## REQUIRED WORK:
Below are the entries; return every line among them that holds the word "ConnectionState".

(INFORMATION Opens)

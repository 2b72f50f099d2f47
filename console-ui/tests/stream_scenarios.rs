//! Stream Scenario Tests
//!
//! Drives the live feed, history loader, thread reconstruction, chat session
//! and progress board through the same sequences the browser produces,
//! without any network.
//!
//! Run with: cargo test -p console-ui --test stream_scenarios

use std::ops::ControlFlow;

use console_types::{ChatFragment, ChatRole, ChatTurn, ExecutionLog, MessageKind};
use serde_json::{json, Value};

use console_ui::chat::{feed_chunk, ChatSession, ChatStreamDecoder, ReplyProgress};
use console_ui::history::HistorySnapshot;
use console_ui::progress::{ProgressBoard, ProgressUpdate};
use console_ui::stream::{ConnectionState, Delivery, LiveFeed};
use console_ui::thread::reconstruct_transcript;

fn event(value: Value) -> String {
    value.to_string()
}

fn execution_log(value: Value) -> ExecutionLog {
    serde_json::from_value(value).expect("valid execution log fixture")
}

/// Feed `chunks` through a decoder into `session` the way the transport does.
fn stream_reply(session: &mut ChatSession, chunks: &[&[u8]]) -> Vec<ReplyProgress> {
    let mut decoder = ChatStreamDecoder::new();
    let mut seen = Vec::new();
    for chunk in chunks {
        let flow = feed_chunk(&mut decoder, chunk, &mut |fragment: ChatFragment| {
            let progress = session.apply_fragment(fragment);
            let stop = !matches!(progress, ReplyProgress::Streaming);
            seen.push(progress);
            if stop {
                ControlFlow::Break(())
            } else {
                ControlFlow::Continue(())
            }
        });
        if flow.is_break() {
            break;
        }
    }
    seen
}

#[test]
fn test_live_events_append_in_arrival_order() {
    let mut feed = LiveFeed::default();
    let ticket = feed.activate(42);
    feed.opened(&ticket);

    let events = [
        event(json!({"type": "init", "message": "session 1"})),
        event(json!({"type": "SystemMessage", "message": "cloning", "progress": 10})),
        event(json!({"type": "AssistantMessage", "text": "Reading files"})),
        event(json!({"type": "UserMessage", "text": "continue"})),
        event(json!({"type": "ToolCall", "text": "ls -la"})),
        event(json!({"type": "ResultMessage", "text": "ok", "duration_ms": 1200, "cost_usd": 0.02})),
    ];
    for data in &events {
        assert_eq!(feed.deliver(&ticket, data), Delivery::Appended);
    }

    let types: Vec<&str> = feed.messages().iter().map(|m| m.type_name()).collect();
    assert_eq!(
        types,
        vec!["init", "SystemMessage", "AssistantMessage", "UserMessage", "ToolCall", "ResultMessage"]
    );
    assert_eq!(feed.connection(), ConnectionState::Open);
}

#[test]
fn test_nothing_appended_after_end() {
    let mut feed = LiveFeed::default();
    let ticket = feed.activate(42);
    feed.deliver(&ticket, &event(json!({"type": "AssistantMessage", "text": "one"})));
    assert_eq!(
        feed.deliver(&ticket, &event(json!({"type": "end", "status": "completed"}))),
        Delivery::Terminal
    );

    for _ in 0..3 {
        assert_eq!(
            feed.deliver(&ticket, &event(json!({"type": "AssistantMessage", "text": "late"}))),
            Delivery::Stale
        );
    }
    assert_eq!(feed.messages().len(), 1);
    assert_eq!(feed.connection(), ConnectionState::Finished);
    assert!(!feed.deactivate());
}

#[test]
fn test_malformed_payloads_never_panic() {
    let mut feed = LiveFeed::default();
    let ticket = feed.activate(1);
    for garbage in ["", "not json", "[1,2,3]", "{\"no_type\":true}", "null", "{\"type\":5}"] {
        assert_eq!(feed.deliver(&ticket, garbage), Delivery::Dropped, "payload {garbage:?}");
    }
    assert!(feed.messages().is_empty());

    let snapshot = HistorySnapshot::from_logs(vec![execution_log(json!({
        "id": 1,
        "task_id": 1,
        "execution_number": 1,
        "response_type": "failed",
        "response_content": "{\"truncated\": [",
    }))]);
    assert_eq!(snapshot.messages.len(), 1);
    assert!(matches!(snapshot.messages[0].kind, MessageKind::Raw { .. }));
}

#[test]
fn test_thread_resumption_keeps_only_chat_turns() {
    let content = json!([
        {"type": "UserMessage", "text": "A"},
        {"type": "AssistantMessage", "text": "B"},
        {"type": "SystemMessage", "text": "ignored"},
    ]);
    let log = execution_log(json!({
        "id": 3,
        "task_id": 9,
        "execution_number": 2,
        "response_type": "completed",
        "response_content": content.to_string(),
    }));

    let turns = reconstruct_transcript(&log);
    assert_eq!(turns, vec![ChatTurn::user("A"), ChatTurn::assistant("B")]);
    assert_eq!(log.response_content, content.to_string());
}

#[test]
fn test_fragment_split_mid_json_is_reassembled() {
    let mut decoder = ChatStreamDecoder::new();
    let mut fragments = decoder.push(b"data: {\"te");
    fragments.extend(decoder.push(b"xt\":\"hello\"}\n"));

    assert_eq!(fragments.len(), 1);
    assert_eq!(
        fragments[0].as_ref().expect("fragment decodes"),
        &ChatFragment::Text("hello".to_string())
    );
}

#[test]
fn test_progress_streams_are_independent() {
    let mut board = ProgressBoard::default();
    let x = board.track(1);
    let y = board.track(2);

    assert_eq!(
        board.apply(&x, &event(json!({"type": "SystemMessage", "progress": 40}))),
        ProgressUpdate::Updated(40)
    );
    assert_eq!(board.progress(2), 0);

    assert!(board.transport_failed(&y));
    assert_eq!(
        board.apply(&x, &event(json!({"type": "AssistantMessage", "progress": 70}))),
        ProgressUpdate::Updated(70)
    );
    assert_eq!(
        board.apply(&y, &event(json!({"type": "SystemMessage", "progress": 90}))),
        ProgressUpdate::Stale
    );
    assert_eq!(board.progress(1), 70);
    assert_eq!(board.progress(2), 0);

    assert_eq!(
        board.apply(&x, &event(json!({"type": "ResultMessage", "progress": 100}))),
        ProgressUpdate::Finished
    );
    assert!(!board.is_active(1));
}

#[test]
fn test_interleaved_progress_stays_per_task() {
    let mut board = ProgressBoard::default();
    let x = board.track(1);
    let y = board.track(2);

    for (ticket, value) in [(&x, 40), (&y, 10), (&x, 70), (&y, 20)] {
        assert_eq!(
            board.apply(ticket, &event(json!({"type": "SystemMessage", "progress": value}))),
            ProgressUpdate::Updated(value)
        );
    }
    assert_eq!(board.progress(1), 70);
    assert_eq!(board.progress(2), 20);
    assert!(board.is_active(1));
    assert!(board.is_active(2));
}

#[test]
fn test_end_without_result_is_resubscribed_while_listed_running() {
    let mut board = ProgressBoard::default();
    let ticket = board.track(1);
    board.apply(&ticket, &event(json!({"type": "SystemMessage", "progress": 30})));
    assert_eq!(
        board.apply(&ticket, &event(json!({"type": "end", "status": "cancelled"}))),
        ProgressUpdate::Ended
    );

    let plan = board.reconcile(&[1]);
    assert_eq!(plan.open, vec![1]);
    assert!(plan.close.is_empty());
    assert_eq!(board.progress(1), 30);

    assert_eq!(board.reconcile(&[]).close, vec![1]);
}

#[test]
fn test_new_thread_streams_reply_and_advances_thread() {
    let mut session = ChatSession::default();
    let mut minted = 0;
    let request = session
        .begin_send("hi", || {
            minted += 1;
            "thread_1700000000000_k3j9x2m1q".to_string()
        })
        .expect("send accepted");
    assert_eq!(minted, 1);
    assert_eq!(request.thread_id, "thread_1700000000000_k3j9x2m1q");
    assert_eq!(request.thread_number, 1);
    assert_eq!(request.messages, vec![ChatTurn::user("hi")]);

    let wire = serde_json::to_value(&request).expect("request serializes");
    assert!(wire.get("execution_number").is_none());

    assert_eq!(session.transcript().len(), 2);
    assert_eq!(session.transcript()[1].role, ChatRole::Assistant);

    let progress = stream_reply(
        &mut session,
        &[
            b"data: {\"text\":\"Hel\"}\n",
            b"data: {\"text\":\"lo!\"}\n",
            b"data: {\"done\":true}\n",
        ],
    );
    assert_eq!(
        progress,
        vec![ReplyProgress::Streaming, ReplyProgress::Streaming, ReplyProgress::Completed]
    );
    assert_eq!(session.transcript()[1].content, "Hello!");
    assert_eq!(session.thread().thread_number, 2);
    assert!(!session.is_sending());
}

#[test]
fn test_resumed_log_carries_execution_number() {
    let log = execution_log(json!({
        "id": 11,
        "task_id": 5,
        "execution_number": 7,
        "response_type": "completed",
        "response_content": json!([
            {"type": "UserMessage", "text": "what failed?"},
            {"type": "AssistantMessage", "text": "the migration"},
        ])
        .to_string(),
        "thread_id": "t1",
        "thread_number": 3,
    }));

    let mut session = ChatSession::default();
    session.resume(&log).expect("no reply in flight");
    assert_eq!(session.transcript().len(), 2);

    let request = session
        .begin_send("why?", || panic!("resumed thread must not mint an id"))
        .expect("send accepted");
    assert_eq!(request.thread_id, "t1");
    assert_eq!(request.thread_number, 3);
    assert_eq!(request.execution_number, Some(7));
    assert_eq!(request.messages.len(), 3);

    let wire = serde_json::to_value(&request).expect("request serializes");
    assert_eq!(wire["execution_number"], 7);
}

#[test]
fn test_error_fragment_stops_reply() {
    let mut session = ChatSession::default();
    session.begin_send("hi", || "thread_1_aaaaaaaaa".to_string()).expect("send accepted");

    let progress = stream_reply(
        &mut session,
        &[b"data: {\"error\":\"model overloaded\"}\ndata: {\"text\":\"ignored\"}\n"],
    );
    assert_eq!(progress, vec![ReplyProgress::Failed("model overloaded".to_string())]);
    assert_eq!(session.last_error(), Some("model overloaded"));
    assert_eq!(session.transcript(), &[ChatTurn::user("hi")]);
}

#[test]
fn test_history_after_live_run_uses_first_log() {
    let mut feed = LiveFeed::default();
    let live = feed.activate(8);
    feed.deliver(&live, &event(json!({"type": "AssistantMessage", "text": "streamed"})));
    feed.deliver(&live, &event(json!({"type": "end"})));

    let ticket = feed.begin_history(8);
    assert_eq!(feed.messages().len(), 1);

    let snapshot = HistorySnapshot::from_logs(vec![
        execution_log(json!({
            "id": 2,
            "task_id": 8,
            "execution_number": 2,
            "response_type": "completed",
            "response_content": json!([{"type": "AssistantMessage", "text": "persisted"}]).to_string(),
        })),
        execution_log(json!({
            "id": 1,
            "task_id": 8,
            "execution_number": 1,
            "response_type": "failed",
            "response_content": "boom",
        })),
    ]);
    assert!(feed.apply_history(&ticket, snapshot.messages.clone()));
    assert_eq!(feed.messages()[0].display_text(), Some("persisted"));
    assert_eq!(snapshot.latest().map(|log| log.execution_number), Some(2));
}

(INFORMATION Closes)

## SOLVED EXERCISE:
use console_ui::stream::{ConnectionState, Delivery, LiveFeed};
    assert_eq!(feed.connection(), ConnectionState::Open);
    assert_eq!(feed.connection(), ConnectionState::Finished);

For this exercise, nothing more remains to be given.